Western Christian’s Jordan Wills, a senior with autism who had no competitive swimming experience before this season, found himself the winner of the Division IV heat and the fastest swimmer of any para-athlete in the preliminaries with a time of 33:47. Couldn’t believe it, coach Mario Eguez said.

“Jordan,” Eguez said he told Wills, “look, you might hold the record for a while!”

La Quinta sophomore Charlie Graves, who has autism, set a personal best with a time of 47.9. He’s found a love and routine in swimming. After every meet, he’ll grab a post-race bite to eat at Del Taco, then tell his dogs while on a walk the next day how he’d swam.

When coach Stephanie Henderson told Graves he’d be able to compete in the sectional finals, he was “pumped,” she said, uttering the same phrase he’d told her before every meet this year:

“It all comes down to this.”

In the midst of the excitement created from the race he helped inaugurate, Escovar’s time dropped slightly.
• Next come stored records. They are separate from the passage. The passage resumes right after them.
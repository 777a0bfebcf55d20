//! Cross-module tests for the answer pipeline.

pub(crate) mod fakes;
//! Ollama LLM provider implementation.
//!
//! Ollama API: https://github.com/ollama/ollama/blob/main/docs/api.md

use crate::client::{LlmClient, LlmRequest, LlmResponse, LlmStream, LlmStreamChunk, LlmUsage};
use crate::lines::split_lines;
use aidoc_core::{AppError, AppResult};
use futures::StreamExt;
use serde::{Deserialize, Serialize};

/// Default local Ollama endpoint.
pub const DEFAULT_OLLAMA_URL: &str = "http://localhost:11434";

/// Ollama API request format.
#[derive(Debug, Serialize)]
struct OllamaRequest {
    model: String,
    prompt: String,
    #[serde(skip_serializing_if = "Option::is_none")]
    system: Option<String>,
    #[serde(skip_serializing_if = "Option::is_none")]
    options: Option<OllamaOptions>,
    stream: bool,
}

#[derive(Debug, Serialize, PartialEq)]
struct OllamaOptions {
    #[serde(skip_serializing_if = "Option::is_none")]
    temperature: Option<f32>,
    #[serde(skip_serializing_if = "Option::is_none")]
    num_predict: Option<u32>,
}

/// Ollama API response format.
#[derive(Debug, Deserialize)]
struct OllamaResponse {
    model: String,
    response: String,
    done: bool,
    #[serde(default)]
    prompt_eval_count: Option<u32>,
    #[serde(default)]
    eval_count: Option<u32>,
}

impl OllamaResponse {
    fn usage(&self) -> LlmUsage {
        LlmUsage::new(
            self.prompt_eval_count.unwrap_or(0),
            self.eval_count.unwrap_or(0),
        )
    }
}

/// Ollama LLM client.
pub struct OllamaClient {
    /// Base URL for Ollama API
    base_url: String,

    /// HTTP client
    client: reqwest::Client,
}

impl OllamaClient {
    /// Create a new Ollama client against [`DEFAULT_OLLAMA_URL`].
    pub fn new() -> Self {
        Self::with_base_url(DEFAULT_OLLAMA_URL)
    }

    /// Create a new Ollama client with a custom base URL.
    pub fn with_base_url(base_url: impl Into<String>) -> Self {
        Self {
            base_url: base_url.into().trim_end_matches('/').to_string(),
            client: reqwest::Client::new(),
        }
    }

    fn to_ollama_request(&self, request: &LlmRequest, stream: bool) -> OllamaRequest {
        let options = if request.temperature.is_some() || request.max_tokens.is_some() {
            Some(OllamaOptions {
                temperature: request.temperature,
                num_predict: request.max_tokens,
            })
        } else {
            None
        };

        OllamaRequest {
            model: request.model.clone(),
            prompt: request.prompt.clone(),
            system: request.system.clone(),
            options,
            stream,
        }
    }

    async fn send(&self, body: &OllamaRequest) -> AppResult<reqwest::Response> {
        let url = format!("{}/api/generate", self.base_url);

        let response = self
            .client
            .post(&url)
            .json(body)
            .send()
            .await
            .map_err(|e| AppError::Llm(format!("Failed to send request to Ollama: {}", e)))?;

        if !response.status().is_success() {
            let status = response.status();
            let error_text = response
                .text()
                .await
                .unwrap_or_else(|_| "Unknown error".to_string());
            return Err(AppError::Llm(format!(
                "Ollama API error ({}): {}",
                status, error_text
            )));
        }

        Ok(response)
    }
}

impl Default for OllamaClient {
    fn default() -> Self {
        Self::new()
    }
}

/// Parse one newline-delimited JSON line from a streaming response.
fn parse_stream_line(line: &str) -> AppResult<LlmStreamChunk> {
    let parsed: OllamaResponse = serde_json::from_str(line)
        .map_err(|e| AppError::Llm(format!("Failed to parse chunk: {}", e)))?;

    let usage = parsed.done.then(|| parsed.usage());
    Ok(LlmStreamChunk {
        content: parsed.response,
        model: parsed.model,
        done: parsed.done,
        usage,
    })
}

#[async_trait::async_trait]
impl LlmClient for OllamaClient {
    fn provider_name(&self) -> &str {
        "ollama"
    }

    async fn complete(&self, request: &LlmRequest) -> AppResult<LlmResponse> {
        tracing::info!(model = %request.model, "Sending completion request to Ollama");

        let response = self.send(&self.to_ollama_request(request, false)).await?;

        // For non-streaming, Ollama returns a single JSON object
        let parsed: OllamaResponse = response
            .json()
            .await
            .map_err(|e| AppError::Llm(format!("Failed to parse Ollama response: {}", e)))?;

        tracing::debug!(
            "Received completion from Ollama ({} chars)",
            parsed.response.len()
        );

        let usage = parsed.usage();
        Ok(LlmResponse {
            content: parsed.response,
            model: parsed.model,
            usage,
            done: parsed.done,
        })
    }

    async fn stream(&self, request: &LlmRequest) -> AppResult<LlmStream> {
        tracing::info!(model = %request.model, "Starting streaming request to Ollama");

        let response = self.send(&self.to_ollama_request(request, true)).await?;

        let stream = split_lines(response.bytes_stream())
            .map(|line| line.and_then(|l| parse_stream_line(&l)));

        Ok(Box::pin(stream))
    }
}
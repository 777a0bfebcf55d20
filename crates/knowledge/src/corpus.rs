//! Default reference corpus used for the fallback index.

use crate::loader::DocumentLoader;
use crate::types::Document;
use aidoc_core::{AppError, AppResult};
use std::path::{Path, PathBuf};
use std::sync::Arc;
use walkdir::WalkDir;

/// Supplies the documents behind the fallback index.
#[async_trait::async_trait]
pub trait CorpusProvider: Send + Sync {
    /// Load the default documents.
    async fn default_documents(&self) -> AppResult<Vec<Document>>;

    /// Short description for logs.
    fn describe(&self) -> String;
}

/// Every supported file under a directory, in sorted path order.
pub struct DirectoryCorpus {
    dir: PathBuf,
    loader: Arc<dyn DocumentLoader>,
}

impl DirectoryCorpus {
    pub fn new(dir: impl Into<PathBuf>, loader: Arc<dyn DocumentLoader>) -> Self {
        Self {
            dir: dir.into(),
            loader,
        }
    }

    pub fn dir(&self) -> &Path {
        &self.dir
    }
}

#[async_trait::async_trait]
impl CorpusProvider for DirectoryCorpus {
    async fn default_documents(&self) -> AppResult<Vec<Document>> {
        let dir = self.dir.clone();
        let loader = Arc::clone(&self.loader);

        tokio::task::spawn_blocking(move || load_directory(&dir, loader.as_ref()))
            .await
            .map_err(|e| AppError::Other(format!("Corpus loading task failed: {}", e)))?
    }

    fn describe(&self) -> String {
        format!("directory {:?}", self.dir)
    }
}

fn load_directory(dir: &Path, loader: &dyn DocumentLoader) -> AppResult<Vec<Document>> {
    if !dir.is_dir() {
        return Err(AppError::Config(format!(
            "Default corpus directory does not exist: {:?}",
            dir
        )));
    }

    let mut paths: Vec<PathBuf> = WalkDir::new(dir)
        .follow_links(false)
        .into_iter()
        .filter_map(|e| e.ok())
        .filter(|e| e.file_type().is_file() && loader.supports(e.path()))
        .map(|e| e.into_path())
        .collect();
    paths.sort();

    if paths.is_empty() {
        return Err(AppError::EmptyInput(format!(
            "no supported documents in {:?}",
            dir
        )));
    }

    tracing::info!("Loading {} default corpus files from {:?}", paths.len(), dir);

    paths.iter().map(|path| loader.load(path)).collect()
}

/// In-memory corpus.
#[derive(Debug, Clone, Default)]
pub struct StaticCorpus {
    documents: Vec<Document>,
}

impl StaticCorpus {
    pub fn new(documents: Vec<Document>) -> Self {
        Self { documents }
    }
}

#[async_trait::async_trait]
impl CorpusProvider for StaticCorpus {
    async fn default_documents(&self) -> AppResult<Vec<Document>> {
        if self.documents.is_empty() {
            return Err(AppError::EmptyInput("static corpus is empty".to_string()));
        }
        Ok(self.documents.clone())
    }

    fn describe(&self) -> String {
        format!("{} in-memory documents", self.documents.len())
    }
}

#[cfg(test)]
mod tests {
    use super::*;
    use crate::loader::FileLoader;
    use std::fs;
    use tempfile::TempDir;

    fn corpus(dir: &Path) -> DirectoryCorpus {
        DirectoryCorpus::new(dir, Arc::new(FileLoader::new()))
    }

    #[tokio::test]
    async fn test_directory_corpus_sorted_and_filtered() {
        let temp = TempDir::new().unwrap();
        fs::create_dir(temp.path().join("cardiology")).unwrap();
        fs::write(temp.path().join("b.txt"), "beta").unwrap();
        fs::write(temp.path().join("a.md"), "alpha").unwrap();
        fs::write(temp.path().join("cardiology/c.txt"), "gamma").unwrap();
        fs::write(temp.path().join("cover.png"), [0u8, 1, 2]).unwrap();

        let documents = corpus(temp.path()).default_documents().await.unwrap();

        let ids: Vec<&str> = documents.iter().map(|d| d.id.as_str()).collect();
        assert_eq!(ids, vec!["a.md", "b.txt", "c.txt"]);
    }

    #[tokio::test]
    async fn test_empty_directory() {
        let temp = TempDir::new().unwrap();

        let err = corpus(temp.path()).default_documents().await.unwrap_err();
        assert!(matches!(err, AppError::EmptyInput(_)));
    }

    #[tokio::test]
    async fn test_missing_directory() {
        let temp = TempDir::new().unwrap();

        let err = corpus(&temp.path().join("nope"))
            .default_documents()
            .await
            .unwrap_err();
        assert!(matches!(err, AppError::Config(_)));
    }

    #[tokio::test]
    async fn test_bad_file_fails_whole_corpus() {
        let temp = TempDir::new().unwrap();
        fs::write(temp.path().join("good.txt"), "fine").unwrap();
        fs::write(temp.path().join("bad.pdf"), "not really a pdf").unwrap();

        let err = corpus(temp.path()).default_documents().await.unwrap_err();
        assert!(matches!(err, AppError::DocumentLoad { .. }));
    }

    #[tokio::test]
    async fn test_static_corpus() {
        let corpus = StaticCorpus::new(vec![Document::new("manual", vec!["text".to_string()])]);
        assert_eq!(corpus.default_documents().await.unwrap().len(), 1);

        let empty = StaticCorpus::default();
        assert!(matches!(
            empty.default_documents().await,
            Err(AppError::EmptyInput(_))
        ));
    }
}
Wasn’t his best. But he sat smiling on the car ride home Tuesday with the knowledge that he’d done something bigger than himself. And he’ll have another chance to race in the finals Saturday.

In St. Monica’s second swim meet of the year, the pool deck was slick with rain, and Escovar fell when he pulled himself out of the water. Maybe he slipped; maybe the muscles in his leg gave out again. Either way, he banged his toe so hard it started bleeding.

Coach Darrell Brash asked him if his leg hurt.

“Mr. Brash,” Escovar said, “I can’t feel my legs. I’m fine.”

He turned around, and got ready to swim the next relay.